**Records provided:**
use comfy_table::{Cell, CellAlignment, Table, presets::UTF8_FULL};
use core_types::Portfolio;
use rust_decimal::{Decimal, RoundingStrategy};
use valuation::ValuationResult;

pub fn print_holdings(portfolio: &Portfolio) {
    if portfolio.is_empty() {
        println!("No stocks added yet.");
        return;
    }

    let mut table = Table::new();
    table.load_preset(UTF8_FULL).set_header(vec!["Ticker", "Shares"]);
    for holding in portfolio.iter() {
        table.add_row(vec![
            Cell::new(&holding.ticker),
            Cell::new(holding.shares.normalize()).set_alignment(CellAlignment::Right),
        ]);
    }
    println!("{table}");
}

/// Prints the headline metric, the most recent `rows` days of values, the allocation and any warnings.
pub fn print_valuation(result: &ValuationResult, days: u32, rows: usize) {
    println!(
        "Current Portfolio Value: {}  {}",
        format_money(result.current_total),
        format_delta(result.delta_abs, result.delta_pct)
    );
    println!(
        "Past {days} days: {} to {} ({} trading days)",
        result.start_date,
        result.as_of,
        result.values.len()
    );

    println!("\nValue by Asset Over Time");
    let mut history = Table::new();
    let mut header = vec!["Date".to_string()];
    header.extend(result.values.tickers().iter().map(|t| t.to_string()));
    header.push("Total Value".to_string());
    history.load_preset(UTF8_FULL).set_header(header);

    let skip = result.values.len().saturating_sub(rows);
    for row in result.values.rows().iter().skip(skip) {
        let mut cells = vec![Cell::new(row.date)];
        cells.extend(row.values.iter().map(|value| {
            let text = value.map(format_money).unwrap_or_else(|| "-".to_string());
            Cell::new(text).set_alignment(CellAlignment::Right)
        }));
        cells.push(Cell::new(format_money(row.total)).set_alignment(CellAlignment::Right));
        history.add_row(cells);
    }
    println!("{history}");

    println!("\nCurrent Allocation ({})", result.as_of);
    let mut allocation = Table::new();
    allocation
        .load_preset(UTF8_FULL)
        .set_header(vec!["Ticker", "Value", "Weight"]);
    for entry in &result.composition {
        let weight = entry
            .weight_pct(result.current_total)
            .map(|w| format!("{}%", w.round_dp(2)))
            .unwrap_or_else(|| "n/a".to_string());
        allocation.add_row(vec![
            Cell::new(&entry.ticker),
            Cell::new(format_money(entry.value)).set_alignment(CellAlignment::Right),
            Cell::new(weight).set_alignment(CellAlignment::Right),
        ]);
    }
    println!("{allocation}");

    for warning in &result.warnings {
        println!("warning: {warning}");
    }
}

/// `$1,234.56`, with a leading minus for negative amounts.
pub fn format_money(amount: Decimal) -> String {
    let sign = if amount.is_sign_negative() && !amount.is_zero() {
        "-"
    } else {
        ""
    };
    format!("{sign}${}", group_thousands(amount.abs()))
}

/// `+150.00 (7.50%)`, or `+150.00 (n/a)` when the percent change is undefined.
pub fn format_delta(delta_abs: Decimal, delta_pct: Option<Decimal>) -> String {
    let sign = if delta_abs.is_sign_negative() && !delta_abs.is_zero() {
        "-"
    } else {
        "+"
    };
    let pct = delta_pct
        .map(|p| format!("{:.2}%", p.round_dp_with_strategy(2, RoundingStrategy::MidpointAwayFromZero)))
        .unwrap_or_else(|| "n/a".to_string());
    format!("{sign}{} ({pct})", group_thousands(delta_abs.abs()))
}

fn group_thousands(amount: Decimal) -> String {
    let rounded = amount.round_dp_with_strategy(2, RoundingStrategy::MidpointAwayFromZero);
    let text = format!("{rounded:.2}");
    let (integer, fraction) = text.split_once('.').unwrap_or((text.as_str(), "00"));

    let mut grouped = String::with_capacity(integer.len() + integer.len() / 3);
    for (i, digit) in integer.chars().enumerate() {
        if i > 0 && (integer.len() - i) % 3 == 0 {
            grouped.push(',');
        }
        grouped.push(digit);
    }
    format!("{grouped}.{fraction}")
}

#[cfg(test)]
mod tests {
    use super::*;
    use rust_decimal_macros::dec;

    #[test]
    fn money_is_grouped_and_rounded() {
        assert_eq!(format_money(dec!(2150)), "$2,150.00");
        assert_eq!(format_money(dec!(1234567.891)), "$1,234,567.89");
        assert_eq!(format_money(dec!(999.995)), "$1,000.00");
        assert_eq!(format_money(dec!(-42.5)), "-$42.50");
        assert_eq!(format_money(Decimal::ZERO), "$0.00");
    }

    #[test]
    fn delta_shows_sign_and_percent() {
        assert_eq!(format_delta(dec!(150), Some(dec!(7.5))), "+150.00 (7.50%)");
        assert_eq!(format_delta(dec!(-1200), Some(dec!(-3.333))), "-1,200.00 (-3.33%)");
        assert_eq!(format_delta(dec!(50), None), "+50.00 (n/a)");
    }
}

**Directions for this task:**
Repeat each line above exactly as it stands.

**Exercise output:**
use comfy_table::{Cell, CellAlignment, Table, presets::UTF8_FULL};
use core_types::Portfolio;
use rust_decimal::{Decimal, RoundingStrategy};
use valuation::ValuationResult;

pub fn print_holdings(portfolio: &Portfolio) {
    if portfolio.is_empty() {
        println!("No stocks added yet.");
        return;
    }

    let mut table = Table::new();
    table.load_preset(UTF8_FULL).set_header(vec!["Ticker", "Shares"]);
    for holding in portfolio.iter() {
        table.add_row(vec![
            Cell::new(&holding.ticker),
            Cell::new(holding.shares.normalize()).set_alignment(CellAlignment::Right),
        ]);
    }
    println!("{table}");
}

/// Prints the headline metric, the most recent `rows` days of values, the allocation and any warnings.
pub fn print_valuation(result: &ValuationResult, days: u32, rows: usize) {
    println!(
        "Current Portfolio Value: {}  {}",
        format_money(result.current_total),
        format_delta(result.delta_abs, result.delta_pct)
    );
    println!(
        "Past {days} days: {} to {} ({} trading days)",
        result.start_date,
        result.as_of,
        result.values.len()
    );

    println!("\nValue by Asset Over Time");
    let mut history = Table::new();
    let mut header = vec!["Date".to_string()];
    header.extend(result.values.tickers().iter().map(|t| t.to_string()));
    header.push("Total Value".to_string());
    history.load_preset(UTF8_FULL).set_header(header);

    let skip = result.values.len().saturating_sub(rows);
    for row in result.values.rows().iter().skip(skip) {
        let mut cells = vec![Cell::new(row.date)];
        cells.extend(row.values.iter().map(|value| {
            let text = value.map(format_money).unwrap_or_else(|| "-".to_string());
            Cell::new(text).set_alignment(CellAlignment::Right)
        }));
        cells.push(Cell::new(format_money(row.total)).set_alignment(CellAlignment::Right));
        history.add_row(cells);
    }
    println!("{history}");

    println!("\nCurrent Allocation ({})", result.as_of);
    let mut allocation = Table::new();
    allocation
        .load_preset(UTF8_FULL)
        .set_header(vec!["Ticker", "Value", "Weight"]);
    for entry in &result.composition {
        let weight = entry
            .weight_pct(result.current_total)
            .map(|w| format!("{}%", w.round_dp(2)))
            .unwrap_or_else(|| "n/a".to_string());
        allocation.add_row(vec![
            Cell::new(&entry.ticker),
            Cell::new(format_money(entry.value)).set_alignment(CellAlignment::Right),
            Cell::new(weight).set_alignment(CellAlignment::Right),
        ]);
    }
    println!("{allocation}");

    for warning in &result.warnings {
        println!("warning: {warning}");
    }
}

/// `$1,234.56`, with a leading minus for negative amounts.
pub fn format_money(amount: Decimal) -> String {
    let sign = if amount.is_sign_negative() && !amount.is_zero() {
        "-"
    } else {
        ""
    };
    format!("{sign}${}", group_thousands(amount.abs()))
}

/// `+150.00 (7.50%)`, or `+150.00 (n/a)` when the percent change is undefined.
pub fn format_delta(delta_abs: Decimal, delta_pct: Option<Decimal>) -> String {
    let sign = if delta_abs.is_sign_negative() && !delta_abs.is_zero() {
        "-"
    } else {
        "+"
    };
    let pct = delta_pct
        .map(|p| format!("{:.2}%", p.round_dp_with_strategy(2, RoundingStrategy::MidpointAwayFromZero)))
        .unwrap_or_else(|| "n/a".to_string());
    format!("{sign}{} ({pct})", group_thousands(delta_abs.abs()))
}

fn group_thousands(amount: Decimal) -> String {
    let rounded = amount.round_dp_with_strategy(2, RoundingStrategy::MidpointAwayFromZero);
    let text = format!("{rounded:.2}");
    let (integer, fraction) = text.split_once('.').unwrap_or((text.as_str(), "00"));

    let mut grouped = String::with_capacity(integer.len() + integer.len() / 3);
    for (i, digit) in integer.chars().enumerate() {
        if i > 0 && (integer.len() - i) % 3 == 0 {
            grouped.push(',');
        }
        grouped.push(digit);
    }
    format!("{grouped}.{fraction}")
}

#[cfg(test)]
mod tests {
    use super::*;
    use rust_decimal_macros::dec;

    #[test]
    fn money_is_grouped_and_rounded() {
        assert_eq!(format_money(dec!(2150)), "$2,150.00");
        assert_eq!(format_money(dec!(1234567.891)), "$1,234,567.89");
        assert_eq!(format_money(dec!(999.995)), "$1,000.00");
        assert_eq!(format_money(dec!(-42.5)), "-$42.50");
        assert_eq!(format_money(Decimal::ZERO), "$0.00");
    }

    #[test]
    fn delta_shows_sign_and_percent() {
        assert_eq!(format_delta(dec!(150), Some(dec!(7.5))), "+150.00 (7.50%)");
        assert_eq!(format_delta(dec!(-1200), Some(dec!(-3.333))), "-1,200.00 (-3.33%)");
        assert_eq!(format_delta(dec!(50), None), "+50.00 (n/a)");
    }
}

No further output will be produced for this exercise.